Spacecraft properties
- Bus: LS-1300
- Manufacturer: Space Systems/Loral
- Launch mass: 5,663 kilograms (12,485 lb)
- Dry mass: 2,517 kilograms (5,549 lb)

Start of mission
- Launch date: 23 November 2009, 06:55:00 UTC
- Rocket: Atlas V 431
- Launch site: Cape Canaveral SLC-41
- Contractor: United Launch Alliance

Orbital parameters
- Reference system: Geocentric
- Regime: Geostationary
- Longitude: 45° west
- Semi-major axis: 42,165.0 kilometres (26,200.1 mi)
- Perigee altitude: 35,783.5 kilometres (22,234.8 mi)
- Apogee altitude: 35,805.5 kilometres (22,248.5 mi)
- Inclination: 0°
- Period: 1,436.1 minutes
- Epoch: 19 April 2017

Transponders
- Band: 40 C-band 22 Ku-band
- Bandwidth: 72 MHz (8 C-band) 36 MHz (others)
- Coverage area: Americas, Europe, Africa

= Intelsat 14 =

Communications satellite

Intelsat 14 is a communications satellite owned by Intelsat located at 45° West longitude, serving the Americas, Europe, and African markets. Intelsat 14 replaced Intelsat 1R which was at the end of its design life. It was built by Space Systems Loral, as part of its LS-1300 line.

==Communications payload==
Intelsat 14 has a C-band and K_{u} band payload, each of which is further divided to provide service to 2 each coverage areas.

The C-band payload has an Americas beam which covers the southern part of the United States, all of Mexico, Central America, and all of South America. A second C-band beam provides coverage for Western Europe and Africa.

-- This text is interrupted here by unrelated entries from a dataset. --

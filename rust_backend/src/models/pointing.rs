//! Sky pointings and the RA/Dec boxes used to query the catalog.

use rand::Rng;
use serde::{Deserialize, Serialize};

/// Highest declination DECam can point at.
pub const DECAM_MAX_DEC: f64 = 30.0;

#[derive(Debug, Clone, Copy, PartialEq, Serialize, Deserialize)]
pub struct Pointing {
    pub ra: f64,
    pub dec: f64,
}

impl Pointing {
    pub fn new(ra: f64, dec: f64) -> Self {
        Self { ra, dec }
    }

    /// Uniform draw over the DECam-accessible sky.
    pub fn random<R: Rng + ?Sized>(rng: &mut R) -> Self {
        Self {
            ra: rng.gen_range(0.0..360.0 - 1e-5),
            dec: rng.gen_range(-90.0..DECAM_MAX_DEC),
        }
    }
}

/// RA/Dec box in degrees. `ra_min > ra_max` means the box wraps through RA = 0.
#[derive(Debug, Clone, Copy, PartialEq, Serialize, Deserialize)]
pub struct SkyBox {
    pub ra_min: f64,
    pub ra_max: f64,
    pub dec_min: f64,
    pub dec_max: f64,
}

impl SkyBox {
    /// Box of half-width `margin` degrees around a pointing.
    pub fn around(pointing: Pointing, margin: f64) -> Self {
        Self {
            ra_min: (pointing.ra - margin).rem_euclid(360.0),
            ra_max: (pointing.ra + margin).rem_euclid(360.0),
            dec_min: (pointing.dec - margin).max(-90.0),
            dec_max: (pointing.dec + margin).min(90.0),
        }
    }

    pub fn wraps(&self) -> bool {
        self.ra_min > self.ra_max
    }

    pub fn contains(&self, ra: f64, dec: f64) -> bool {
        let ra_ok = if self.wraps() {
            ra >= self.ra_min || ra <= self.ra_max
        } else {
            ra >= self.ra_min && ra <= self.ra_max
        };
        ra_ok && dec >= self.dec_min && dec <= self.dec_max
    }
}

#[cfg(test)]
mod tests {
    use super::*;
    use rand::rngs::StdRng;
    use rand::SeedableRng;

    #[test]
    fn test_random_pointing_in_range() {
        let mut rng = StdRng::seed_from_u64(7);
        for _ in 0..1000 {
            let p = Pointing::random(&mut rng);
            assert!((0.0..360.0).contains(&p.ra));
            assert!((-90.0..DECAM_MAX_DEC).contains(&p.dec));
        }
    }

    #[test]
    fn test_box_contains() {
        let sky = SkyBox::around(Pointing::new(60.0, -30.0), 1.0);
        assert!(!sky.wraps());
        assert!(sky.contains(60.5, -30.5));
        assert!(!sky.contains(62.0, -30.0));
        assert!(!sky.contains(60.0, -28.0));
    }

    #[test]
    fn test_box_wraps_through_zero() {
        let sky = SkyBox::around(Pointing::new(0.5, 0.0), 1.0);
        assert!(sky.wraps());
        assert!((sky.ra_min - 359.5).abs() < 1e-9);
        assert!(sky.contains(359.8, 0.0));
        assert!(sky.contains(1.2, 0.0));
        assert!(!sky.contains(180.0, 0.0));
    }

    #[test]
    fn test_dec_is_clamped() {
        let sky = SkyBox::around(Pointing::new(10.0, -89.5), 1.0);
        assert_eq!(sky.dec_min, -90.0);
    }
}
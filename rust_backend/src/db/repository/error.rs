//! Error types for exposure catalog operations.

/// Result type for catalog operations
pub type CatalogResult<T> = Result<T, CatalogError>;

/// Failure of a catalog query or of loading an exported table.
///
/// Catalog errors reach the caller untranslated; the batch aborts on any of them.
#[derive(Debug, thiserror::Error)]
pub enum CatalogError {
    /// Database or table file unreachable, or the local catalog marked unhealthy
    #[error("Connection error: {0}")]
    ConnectionError(String),

    /// Rejected query, including an inverted id range
    #[error("Query error: {0}")]
    QueryError(String),

    #[error("Not found: {0}")]
    NotFound(String),

    /// Missing or malformed column in a catalog row
    #[error("Schema mismatch: {0}")]
    SchemaError(String),

    /// Unknown backend or missing connection settings
    #[error("Configuration error: {0}")]
    ConfigurationError(String),

    /// Worker thread failure around a blocking query
    #[error("Internal error: {0}")]
    InternalError(String),
}
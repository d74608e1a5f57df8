use chrono::{Datelike, NaiveDate};
use serde::{Deserialize, Serialize};
use std::fmt;

/// Pipeline-run identifier in `YYMM` form.
#[derive(Debug, Clone, Copy, PartialEq, Eq, PartialOrd, Ord, Hash, Serialize, Deserialize)]
#[serde(transparent)]
pub struct Season(u32);

impl Season {
    pub fn new(code: u32) -> Self {
        Self(code)
    }

    /// `(year - 2000) * 100 + month`, e.g. 2021-11-06 gives 2111.
    pub fn from_date(date: NaiveDate) -> Self {
        let years = (date.year() - 2000).max(0) as u32;
        Self(years * 100 + date.month())
    }

    pub fn code(&self) -> u32 {
        self.0
    }
}

impl fmt::Display for Season {
    fn fmt(&self, f: &mut fmt::Formatter<'_>) -> fmt::Result {
        write!(f, "{}", self.0)
    }
}
use chrono::{DateTime, TimeZone, Utc};

/// MJD of the Unix epoch (1970-01-01T00:00:00Z).
pub const MJD_UNIX_EPOCH: f64 = 40587.0;

const SECONDS_PER_DAY: f64 = 86_400.0;

/// Convert Modified Julian Date to a UTC timestamp
///
/// # Arguments
/// * `mjd` - Modified Julian Date value
///
/// # Returns
/// * `Some(DateTime<Utc>)` - the instant, rounded to the microsecond
/// * `None` - if the value is outside chrono's representable range
///
/// # Example
/// ```
/// use diffimg_dag::time::mjd_to_datetime;
/// let dt = mjd_to_datetime(59580.0).unwrap();
/// assert_eq!(dt.to_rfc3339(), "2022-01-01T00:00:00+00:00");
/// ```
pub fn mjd_to_datetime(mjd: f64) -> Option<DateTime<Utc>> {
    if !mjd.is_finite() {
        return None;
    }
    let micros = ((mjd - MJD_UNIX_EPOCH) * SECONDS_PER_DAY * 1e6).round();
    if micros.abs() > i64::MAX as f64 {
        return None;
    }
    Utc.timestamp_micros(micros as i64).single()
}

/// Convert a UTC timestamp to Modified Julian Date
pub fn datetime_to_mjd(datetime: &DateTime<Utc>) -> f64 {
    let seconds = datetime.timestamp() as f64
        + f64::from(datetime.timestamp_subsec_micros()) / 1e6;
    seconds / SECONDS_PER_DAY + MJD_UNIX_EPOCH
}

The K_{u} band payload also has an Americas beam which covers the Alabama, Georgia and Florida, all of the Caribbean, Central America and all of South America except Brazil. The K_{u} band US/Europe/Africa beam covers the southern eastern United States, Western Europe, and the northern western African countries.

Intelsat 14 also carries an experimental radiation-tolerant IP router payload that can be connected to several of the C and K_{u} band channels. This experimental payload is known as IRIS (Internet Routing in Space) demonstration.

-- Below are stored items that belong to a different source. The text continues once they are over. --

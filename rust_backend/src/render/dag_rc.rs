//! DAGMaker `.rc` rendering.

use std::fmt::Write as _;
use std::fs;
use std::path::Path;

use serde::{Deserialize, Serialize};

use crate::error::{DagError, DagResult};
use crate::models::Season;
use crate::selection::TimeWindow;

/// Bands with a `TEFF_CUT_<band>` line, in the order DAGMaker expects them.
const TEFF_CUT_BANDS: [&str; 6] = ["g", "i", "r", "Y", "z", "u"];

/// Fixed DAGMaker settings. Only the season and time window vary per run.
#[derive(Debug, Clone, PartialEq, Serialize, Deserialize)]
#[serde(default)]
pub struct DagTemplate {
    pub rnum: u32,
    pub pnum: u32,
    pub eups_version: String,
    pub write_db: String,
    pub rm_mytemp: bool,
    /// Grid job options for the search and template jobs, without the e-mail flag.
    pub jobsub_opts: String,
    /// Operator contact appended to `JOBSUB_OPTS` as `--email-to=`; omitted when empty.
    pub operator_email: String,
    pub jobsub_opts_se: String,
    pub resources: String,
    pub ignore_calib: bool,
    pub dest_cache: String,
    pub search_opts: String,
    pub temp_opts: String,
    pub schema: String,
    pub teff_cut: f64,
    pub skip_incomplete_se: bool,
    pub do_header_check: u32,
}

impl Default for DagTemplate {
    fn default() -> Self {
        Self {
            rnum: 4,
            pnum: 7,
            eups_version: "gw7".to_string(),
            write_db: "on".to_string(),
            rm_mytemp: true,
            jobsub_opts: "--memory=2500MB --disk=70GB --cpu=1 --expected-lifetime=5h".to_string(),
            operator_email: String::new(),
            jobsub_opts_se: "--memory=3600MB --disk=100GB --cpu=1 --expected-lifetime=5h"
                .to_string(),
            resources: "DEDICATED,OPPORTUNISTIC,OFFSITE".to_string(),
            ignore_calib: true,
            dest_cache: "persistent".to_string(),
            search_opts: "-C".to_string(),
            temp_opts: "-C -t".to_string(),
            schema: "gw".to_string(),
            teff_cut: 0.3,
            skip_incomplete_se: false,
            do_header_check: 1,
        }
    }
}

impl DagTemplate {
    fn jobsub_line(&self) -> String {
        if self.operator_email.is_empty() {
            self.jobsub_opts.clone()
        } else {
            format!("{} --email-to={}", self.jobsub_opts, self.operator_email)
        }
    }

    /// Render the rc text. Same inputs always give the same bytes.
    ///
    /// The text starts with an empty line followed by one `KEY=value` line per
    /// setting, each newline-terminated.
    pub fn render(&self, season: Season, window: &TimeWindow) -> String {
        let mut out = String::from("\n");
        let mut line = |key: &str, value: &dyn std::fmt::Display| {
            // Writing to a String cannot fail.
            let _ = writeln!(out, "{key}={value}");
        };

        line("RNUM", &self.rnum);
        line("PNUM", &self.pnum);
        line("SEASON", &season);
        line("DIFFIMG_EUPS_VERSION", &self.eups_version);
        line("WRITEDB", &self.write_db);
        line("RM_MYTEMP", &self.rm_mytemp);
        line("JOBSUB_OPTS", &quoted(&self.jobsub_line()));
        line("JOBSUB_OPTS_SE", &quoted(&self.jobsub_opts_se));
        line("RESOURCES", &quoted(&self.resources));
        line("IGNORECALIB", &self.ignore_calib);
        line("DESTCACHE", &self.dest_cache);
        line("SEARCH_OPTS", &quoted(&self.search_opts));
        line("TEMP_OPTS", &quoted(&self.temp_opts));
        line("SCHEMA", &quoted(&self.schema));
        for band in TEFF_CUT_BANDS {
            line(&format!("TEFF_CUT_{band}"), &self.teff_cut);
        }
        // Debug formatting keeps the decimal point on whole-day windows.
        line("TWINDOW", &format!("{:?}", window.padding_window));
        line("MIN_NITE", &window.min_night);
        line("MAX_NITE", &window.max_night);
        line("SKIP_INCOMPLETE_SE", &self.skip_incomplete_se);
        line("DO_HEADER_CHECK", &self.do_header_check);

        out
    }
}

fn quoted(value: &str) -> String {
    format!("\"{value}\"")
}

/// Render and write the rc file, replacing any existing file.
pub fn write_dag_rc(
    path: &Path,
    template: &DagTemplate,
    season: Season,
    window: &TimeWindow,
) -> DagResult<()> {
    fs::write(path, template.render(season, window)).map_err(|e| DagError::write(path, e))
}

| Payload | C band | Ku Band |
|---|---|---|
| Transponders | 40 | 22 |
| Bandwidth | 32 at 36 MHz 8 at 72 MHz | 22 at 36 MHz |
| Amplifier type | TWTA | TWTA |
| Amplifier output | 50 watts | 120 watts |
| Amplifier Redundancy | 2 groups of 16 for 12 2 groups of 10 for 8 | 2 groups of 14 for 11 |
| Receiver redundancy | 4 for 2 | 4 for 2 |
| Coverage | Americas, Europe, Africa | Americas, Europe, Africa |
| Beacon frequency Horizontal polarisation | 3704.0 MHz | 11694.0 MHz |
| Beacon frequency Vertical polarisation | 3705.0 MHz | 11695.0 MHz |

==Launch==
Intelsat 14 was launched from Cape Canaveral Air Force Station Space Launch Complex 41 November 23, 2009 on an Atlas V rocket flying in the 431 configuration. The satellite was released into a geosynchronous transfer orbit 1 hour and 58 minutes after lift-off.